All lines from the one containing "pub(super) fn value_to_string(val: &Value)" down to the one containing "let v = value_to_scalar(val)?;", both ends included, are to be given again exactly; omit the rest of the listing below.

----------------------------------------

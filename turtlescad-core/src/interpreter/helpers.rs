//! Value extraction and conversion helpers.
//!
//! Free functions used across all interpreter submodules.

use std::sync::Arc;

use turtlescad_geometry::types::Scalar;

use crate::error::{ErrorKind, InterpResult, InterpreterError};
use crate::types::Value;

pub(super) fn value_to_scalar(val: &Value) -> InterpResult<Scalar> {
    val.as_numeric().ok_or_else(|| {
        InterpreterError::new(
            ErrorKind::TypeError,
            format!("Expected numeric, got {}", val.ty()),
        )
    })
}

pub(super) fn value_to_string(val: &Value) -> InterpResult<Arc<str>> {
    match val {
        Value::String(s) => Ok(Arc::clone(s)),
        _ => Err(InterpreterError::new(
            ErrorKind::TypeError,
            format!("Expected string, got {}", val.ty()),
        )),
    }
}

/// Iteration count for `repeat`: the value rounded down, negative counts
/// treated as zero.
#[expect(
    clippy::cast_possible_truncation,
    clippy::cast_sign_loss,
    reason = "value is finite and clamped to zero before the cast"
)]
pub(super) fn repeat_count(val: &Value) -> InterpResult<u64> {
    let v = value_to_scalar(val)?;
    if !v.is_finite() {
        return Err(InterpreterError::new(
            ErrorKind::ArithmeticError,
            format!("repeat count must be finite, got {v}"),
        ));
    }
    Ok(v.floor().max(0.0) as u64)
}

/// Integer part of a numeric argument, truncated toward zero.
///
/// Out-of-range values saturate and NaN becomes 0; facet validation then
/// rejects them.
#[expect(
    clippy::cast_possible_truncation,
    reason = "float-to-int casts saturate"
)]
pub(super) fn scalar_to_int(v: Scalar) -> i64 {
    v.trunc() as i64
}

/// Reject NaN and infinities produced by an operator or numeric function.
pub(super) fn check_finite(name: &str, v: Scalar) -> InterpResult<Scalar> {
    if v.is_finite() {
        Ok(v)
    } else {
        Err(InterpreterError::new(
            ErrorKind::ArithmeticError,
            format!("`{name}` produced a non-finite result"),
        ))
    }
}
//! Turtle script scanner and interpreter.

pub mod command;
pub mod error;
pub mod interpreter;
pub mod scanner;
pub mod token;
pub mod types;

pub use interpreter::Interpreter;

----------------------------------------

■ Response box ■
pub(super) fn value_to_string(val: &Value) -> InterpResult<Arc<str>> {
    match val {
        Value::String(s) => Ok(Arc::clone(s)),
        _ => Err(InterpreterError::new(
            ErrorKind::TypeError,
            format!("Expected string, got {}", val.ty()),
        )),
    }
}

/// Iteration count for `repeat`: the value rounded down, negative counts
/// treated as zero.
#[expect(
    clippy::cast_possible_truncation,
    clippy::cast_sign_loss,
    reason = "value is finite and clamped to zero before the cast"
)]
pub(super) fn repeat_count(val: &Value) -> InterpResult<u64> {
    let v = value_to_scalar(val)?;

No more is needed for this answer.